**Exercise aim**
The answer must consist of each line of the records below that contains the string "true".

(Source information Opens)

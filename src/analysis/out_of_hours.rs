//! Out-of-hours consumption pass
//!
//! Each local day is split into working hours `[start_hour, end_hour)` and the
//! remaining hours. The out-of-hours share is measured against the day's total
//! consumption.

use chrono::{FixedOffset, NaiveDate, Offset, Timelike, Utc};
use serde::Serialize;
use std::collections::BTreeMap;

use crate::analysis::{
    format_number, format_optional, require_parameter, require_percentage, AnalysisPass,
    FindingsRow, MetricColumns,
};
use crate::config::ConfigError;
use crate::dataset::{AggregatedDataset, SeriesEntry};
use crate::Granularity;

/// Out-of-hours pass settings
#[derive(Debug, Clone, PartialEq)]
pub struct OutOfHoursConfig {
    /// Parameter to analyse
    pub parameter: String,
    /// First working hour (inclusive)
    pub working_start_hour: u32,
    /// End of working hours (exclusive)
    pub working_end_hour: u32,
    /// Out-of-hours share of the daily total above which a day is flagged, in percent
    pub threshold: f64,
    /// Offset used to derive local days and hours
    pub utc_offset: FixedOffset,
    /// Also flag days where out-of-hours consumption exceeds working-hours consumption
    pub flag_when_exceeds_working: bool,
}

impl OutOfHoursConfig {
    /// Working hours 07-19 UTC and a 30 % threshold for `parameter`
    pub fn new(parameter: impl Into<String>) -> Self {
        Self {
            parameter: parameter.into(),
            working_start_hour: 7,
            working_end_hour: 19,
            threshold: 30.0,
            utc_offset: Utc.fix(),
            flag_when_exceeds_working: true,
        }
    }

    /// Check working hours and threshold
    ///
    /// # Errors
    /// Returns [`ConfigError::Invalid`] describing the first bad value
    pub fn validate(&self) -> Result<(), ConfigError> {
        if self.working_start_hour >= self.working_end_hour || self.working_end_hour > 24 {
            return Err(ConfigError::Invalid(format!(
                "working hours must satisfy start < end <= 24, got [{}, {})",
                self.working_start_hour, self.working_end_hour
            )));
        }
        require_percentage("out-of-hours threshold", self.threshold)
    }

    fn is_working_hour(&self, hour: u32) -> bool {
        hour >= self.working_start_hour && hour < self.working_end_hour
    }
}

/// Daily split of consumption
#[derive(Debug, Clone, PartialEq, Serialize)]
pub struct OutOfHoursMetrics {
    /// Consumption inside working hours
    pub working_total: f64,
    /// Consumption outside working hours
    pub out_of_hours_total: f64,
    /// Daily total
    pub total: f64,
    /// Out-of-hours share of the total in percent; `None` when the total is zero
    pub out_of_hours_percent: Option<f64>,
}

impl MetricColumns for OutOfHoursMetrics {
    fn headers() -> &'static [&'static str] {
        &["working_total", "out_of_hours_total", "total", "out_of_hours_pct"]
    }

    fn values(&self) -> Vec<String> {
        vec![
            format_number(self.working_total),
            format_number(self.out_of_hours_total),
            format_number(self.total),
            format_optional(self.out_of_hours_percent),
        ]
    }
}

/// Per-day out-of-hours consumption check
#[derive(Debug, Clone, Copy, Default)]
pub struct OutOfHoursPass;

impl AnalysisPass for OutOfHoursPass {
    type Config = OutOfHoursConfig;
    type Metrics = OutOfHoursMetrics;

    fn name(&self) -> &'static str {
        "out_of_hours"
    }

    fn analyze(
        &self,
        dataset: &AggregatedDataset,
        config: &OutOfHoursConfig,
    ) -> Result<Vec<FindingsRow<OutOfHoursMetrics>>, ConfigError> {
        config.validate()?;
        require_parameter(dataset, &config.parameter)?;
        if dataset.granularity() != Granularity::Hourly {
            return Err(ConfigError::Invalid(format!(
                "out-of-hours analysis needs hourly data, dataset is {}",
                dataset.granularity()
            )));
        }

        let mut rows = Vec::new();
        for view in dataset.devices_for_parameter(&config.parameter) {
            let entry = match view.entry {
                Some(entry) if view.has_data() => entry,
                _ => {
                    rows.push(FindingsRow::no_data(&view, dataset.range().to_string()));
                    continue;
                }
            };

            for (day, metrics) in daily_split(entry, config) {
                let reasons = reasons(&metrics, config);
                rows.push(FindingsRow::with_metrics(
                    &view,
                    day.format("%Y-%m-%d").to_string(),
                    metrics,
                    reasons,
                ));
            }
        }

        Ok(rows)
    }
}

fn daily_split(entry: &SeriesEntry, config: &OutOfHoursConfig) -> BTreeMap<NaiveDate, OutOfHoursMetrics> {
    let mut days: BTreeMap<NaiveDate, (f64, f64)> = BTreeMap::new();

    for (ts, value) in entry.present_values() {
        let local = ts.with_timezone(&config.utc_offset);
        let totals = days.entry(local.date_naive()).or_insert((0.0, 0.0));
        if config.is_working_hour(local.hour()) {
            totals.0 += value;
        } else {
            totals.1 += value;
        }
    }

    days.into_iter()
        .map(|(day, (working_total, out_of_hours_total))| {
            let total = working_total + out_of_hours_total;
            let out_of_hours_percent = (total != 0.0).then(|| out_of_hours_total / total * 100.0);
            (
                day,
                OutOfHoursMetrics {
                    working_total,
                    out_of_hours_total,
                    total,
                    out_of_hours_percent,
                },
            )
        })
        .collect()
}

fn reasons(metrics: &OutOfHoursMetrics, config: &OutOfHoursConfig) -> Vec<String> {
    let Some(pct) = metrics.out_of_hours_percent else {
        return Vec::new();
    };

    let mut reasons = Vec::new();
    if pct > config.threshold {
        reasons.push(format!(
            "out-of-hours consumption {pct:.1}% of daily total exceeds {:.1}%",
            config.threshold
        ));
    }
    if config.flag_when_exceeds_working && metrics.out_of_hours_total > metrics.working_total {
        reasons.push("out-of-hours consumption exceeds working hours".to_string());
    }
    reasons
}
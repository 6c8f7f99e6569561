//! Per-series fetching with window splitting and credential fallback

use async_trait::async_trait;
use chrono::SecondsFormat;
use std::sync::atomic::{AtomicUsize, Ordering};
use std::sync::Arc;
use tracing::{debug, warn};

use crate::config::{ApiKey, DeviceSpec, ExtractionConfig};
use crate::coordinator::rate_limit::RateLimiter;
use crate::fetcher::http::{ApiRequest, HttpClientSettings, HttpTransport, MeteringHttpClient, ReqwestTransport};
use crate::fetcher::parser::parse_readings;
use crate::fetcher::{FetchError, NetworkError, SeriesSource};
use crate::registry::ParameterRegistry;
use crate::{DateRange, ExtractedSeries, FetchStatus, Granularity, RawSeriesPoint, SeriesKey};

/// Readings endpoint path
pub const READINGS_PATH: &str = "/readings";

/// Fetches one device series at a time through the shared HTTP client
pub struct SeriesFetcher {
    client: MeteringHttpClient,
    registry: Arc<ParameterRegistry>,
    api_keys: Vec<ApiKey>,
}

impl SeriesFetcher {
    /// Create a fetcher from its parts
    pub fn new(client: MeteringHttpClient, registry: Arc<ParameterRegistry>, api_keys: Vec<ApiKey>) -> Self {
        Self {
            client,
            registry,
            api_keys,
        }
    }

    /// Fetcher over reqwest with default settings
    ///
    /// # Errors
    /// Returns [`NetworkError`] if the HTTP client cannot be built
    pub fn with_defaults(
        config: &ExtractionConfig,
        registry: Arc<ParameterRegistry>,
    ) -> Result<Self, NetworkError> {
        Self::from_settings(config, registry, HttpClientSettings::default(), Arc::new(RateLimiter::default()))
    }

    /// Fetcher over reqwest with explicit settings
    ///
    /// # Errors
    /// Returns [`NetworkError`] if the HTTP client cannot be built
    pub fn from_settings(
        config: &ExtractionConfig,
        registry: Arc<ParameterRegistry>,
        settings: HttpClientSettings,
        rate_limiter: Arc<RateLimiter>,
    ) -> Result<Self, NetworkError> {
        let transport: Arc<dyn HttpTransport> = Arc::new(ReqwestTransport::new(settings.request_timeout)?);
        let client = MeteringHttpClient::new(transport, settings, rate_limiter);
        Ok(Self::new(client, registry, config.api_keys().to_vec()))
    }

    /// Fetch one series
    ///
    /// Never fails: errors are reported in the returned status. Windows that
    /// fail are dropped and the series becomes `Partial`; if every window
    /// fails the series is `Failed` with the first reason and no points.
    pub async fn fetch(
        &self,
        device: &DeviceSpec,
        range: &DateRange,
        granularity: Granularity,
    ) -> ExtractedSeries {
        let key = SeriesKey::new(device.device_id, device.parameter.clone());
        if self.api_keys.is_empty() {
            return ExtractedSeries::failed(device, "no api keys configured");
        }

        let windows = range.windows(granularity.max_window());
        let key_index = AtomicUsize::new(0);
        let mut points: Vec<RawSeriesPoint> = Vec::new();
        let mut failures: Vec<String> = Vec::new();

        for window in &windows {
            match self.fetch_window(device, &key, window, granularity, &key_index).await {
                Ok(mut page) => {
                    debug!("Fetched {} points for {} in {}", page.len(), key, window);
                    points.append(&mut page);
                }
                Err(err) => {
                    warn!("Window {} failed for {}: {}", window, key, err);
                    failures.push(err.to_string());
                }
            }
        }

        if failures.len() == windows.len() {
            let reason = failures
                .into_iter()
                .next()
                .unwrap_or_else(|| "no request windows".to_string());
            return ExtractedSeries::failed(device, reason);
        }

        let status = match failures.first() {
            None => FetchStatus::Ok,
            Some(first) => FetchStatus::Partial(format!(
                "{} of {} windows failed: {}",
                failures.len(),
                windows.len(),
                first
            )),
        };

        let client_name = self
            .api_keys
            .get(key_index.load(Ordering::Relaxed))
            .map(|k| k.client_name.clone());

        ExtractedSeries {
            device_id: device.device_id,
            name: device.name.clone(),
            parameter: device.parameter.clone(),
            client_name,
            points: normalize_points(points),
            status,
        }
    }

    async fn fetch_window(
        &self,
        device: &DeviceSpec,
        key: &SeriesKey,
        window: &DateRange,
        granularity: Granularity,
        key_index: &AtomicUsize,
    ) -> Result<Vec<RawSeriesPoint>, FetchError> {
        let operation = self.registry.operation_for(&device.parameter);
        let start_index = key_index.load(Ordering::Relaxed);

        for index in start_index..self.api_keys.len() {
            let api_key = &self.api_keys[index];
            let request = ApiRequest::new(READINGS_PATH, api_key.token.clone())
                .with_query("device_id", device.device_id.to_string())
                .with_query("operation", operation.as_query_value())
                .with_query("parameter_key", device.parameter.clone())
                .with_query("resolution", granularity.resolution_code())
                .with_query("from", window.start().to_rfc3339_opts(SecondsFormat::Secs, true))
                .with_query("to", window.end().to_rfc3339_opts(SecondsFormat::Secs, true))
                .with_context(key.to_string(), Some(*window));

            match self.client.send(&request).await {
                Ok(response) => {
                    key_index.store(index, Ordering::Relaxed);
                    return Ok(parse_readings(&response.body)?);
                }
                Err(err) if err.is_auth_failure() => {
                    warn!(
                        "Credential for client '{}' rejected for {}: {}",
                        api_key.client_name, key, err
                    );
                    continue;
                }
                Err(err) => return Err(err.into()),
            }
        }

        Err(FetchError::CredentialsRejected(self.api_keys.len() - start_index))
    }
}

#[async_trait]
impl SeriesSource for SeriesFetcher {
    async fn fetch_series(
        &self,
        device: &DeviceSpec,
        range: &DateRange,
        granularity: Granularity,
    ) -> ExtractedSeries {
        self.fetch(device, range, granularity).await
    }
}

/// Order points chronologically and drop repeated timestamps, keeping the
/// first occurrence.
pub fn normalize_points(mut points: Vec<RawSeriesPoint>) -> Vec<RawSeriesPoint> {
    points.sort_by_key(|p| p.timestamp);
    points.dedup_by_key(|p| p.timestamp);
    points
}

(Source information Closes)

**Task answer**
            flag_when_exceeds_working: true,
                .with_query("from", window.start().to_rfc3339_opts(SecondsFormat::Secs, true))
                .with_query("to", window.end().to_rfc3339_opts(SecondsFormat::Secs, true))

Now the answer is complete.